South African taxpayers are being cut off at the knees
A recent court ruling has warned taxpayers that poorly prepared SARS objections can be dismissed from the outset, preventing the underlying tax dispute from ever being heard.
According to Unicus Tax Specialists SA’s founder, Nico Theron, a recent Western Cape High Court judgment has raised the stakes for taxpayers disputing assessments by the South African Revenue Service (SARS).
This court ruling made it clear that a poorly prepared objection can fail before the underlying tax dispute is ever heard.
In a recent case, the court confirmed that the validity of an objection under Rule 7 – part of the SARS Dispute Resolution Rules made under the Tax Administration Act – is a serious threshold issue.
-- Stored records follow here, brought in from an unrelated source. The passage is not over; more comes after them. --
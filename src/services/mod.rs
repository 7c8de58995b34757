pub mod classifier;
pub mod domain_discovery;
pub mod events;
pub mod html_extractor;
pub mod job_runner;
pub mod lead_persistence;
pub mod mention_search;
pub mod page_fetcher;
pub mod robots;
pub mod scrape_orchestrator;

pub use classifier::*;
pub use domain_discovery::*;
pub use events::*;
pub use html_extractor::*;
pub use job_runner::*;
pub use lead_persistence::*;
pub use mention_search::*;
pub use page_fetcher::*;
pub use robots::*;
pub use scrape_orchestrator::*;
For taxpayers, that means an objection is not a placeholder, a cooling-off step, or something to be approached casually.
“Too many taxpayers treat a notice of objection as though it is just an administrative form or a way to buy time,” Theron said.
“It is neither. It is a technical legal document. If it is vague, unsupported or misaligned with the case you are really running, the merits may never be reached.”
The judgment arose in an estimated-assessment setting, where SARS assesses tax on the information available to it at the time.
That is important because, in many cases, SARS does not face a particularly difficult hurdle in showing that an estimate was reasonable on the limited information it had.
Even if the revenue service clears that hurdle, the taxpayer still has to do the hard work of proving the assessment wrong.
In practical terms, taxpayers should clearly define what they are disputing and why, and engage early with the underlying records in estimated-assessment cases.
Theron added that they should also avoid relying on a simple “SARS must prove it” argument that fails to address the facts.
Technical arguments won’t save a weak case

“Even where there is an attractive technical argument, taxpayers should be very cautious about using procedure to keep the merits at arm’s length,” Theron said.
“In the real world, that can become an expensive detour. If SARS can show its estimate was reasonable on the information it had, you are back on the merits anyway, except now you have lost time and money.”
Theron stressed that this recent judgment should not cause taxpayers to panic. Rather, it should prompt them to take a more disciplined approach.
He advised that taxpayers and businesses facing audits, record requests, or estimated assessments should preserve documents and engage early.
They should also ensure that objections are prepared by people who understand both the tax law and the dispute rules.
The legal debate over the onus of objections may continue, but taxpayers should not wait for an appeal to learn the simpler lesson: objections are technical, and technicality alone is not a strategy.
“The safest course is usually the most commercially sensible one,” Theron said. “Deal with the facts. Deal with the documents. Deal with the merits.”
“A good objection should protect your procedural position, but it must also show that you understand the real case you have to win.”